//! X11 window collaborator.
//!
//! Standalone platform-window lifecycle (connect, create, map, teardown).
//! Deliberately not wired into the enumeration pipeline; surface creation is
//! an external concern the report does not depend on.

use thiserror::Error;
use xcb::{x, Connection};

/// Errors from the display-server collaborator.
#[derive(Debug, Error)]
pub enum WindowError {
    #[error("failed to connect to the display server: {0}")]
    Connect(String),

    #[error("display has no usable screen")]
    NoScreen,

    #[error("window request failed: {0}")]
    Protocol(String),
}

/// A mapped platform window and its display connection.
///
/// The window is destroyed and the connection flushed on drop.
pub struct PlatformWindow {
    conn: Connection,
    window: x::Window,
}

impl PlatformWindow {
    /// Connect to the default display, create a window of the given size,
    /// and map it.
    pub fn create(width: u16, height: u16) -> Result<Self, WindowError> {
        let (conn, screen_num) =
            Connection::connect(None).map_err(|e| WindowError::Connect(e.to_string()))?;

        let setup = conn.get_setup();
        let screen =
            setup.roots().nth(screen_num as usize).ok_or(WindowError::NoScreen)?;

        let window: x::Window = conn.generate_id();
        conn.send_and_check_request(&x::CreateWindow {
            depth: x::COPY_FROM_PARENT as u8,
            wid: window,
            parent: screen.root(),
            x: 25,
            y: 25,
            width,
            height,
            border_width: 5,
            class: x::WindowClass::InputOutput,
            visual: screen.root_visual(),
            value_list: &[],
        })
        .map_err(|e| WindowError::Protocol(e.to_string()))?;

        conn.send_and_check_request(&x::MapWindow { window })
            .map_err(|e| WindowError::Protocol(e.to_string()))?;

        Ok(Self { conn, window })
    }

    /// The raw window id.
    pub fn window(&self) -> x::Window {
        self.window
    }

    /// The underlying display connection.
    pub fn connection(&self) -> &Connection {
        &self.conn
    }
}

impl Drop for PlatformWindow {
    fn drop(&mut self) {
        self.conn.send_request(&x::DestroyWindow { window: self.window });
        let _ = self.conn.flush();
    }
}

★ ★ ★ ★

TASK OBJECTIVE: Lines in the material above that include the string "server" should be listed.

RESPONSE TO THIS TASK:
/// Errors from the display-server collaborator.
    #[error("failed to connect to the display server: {0}")]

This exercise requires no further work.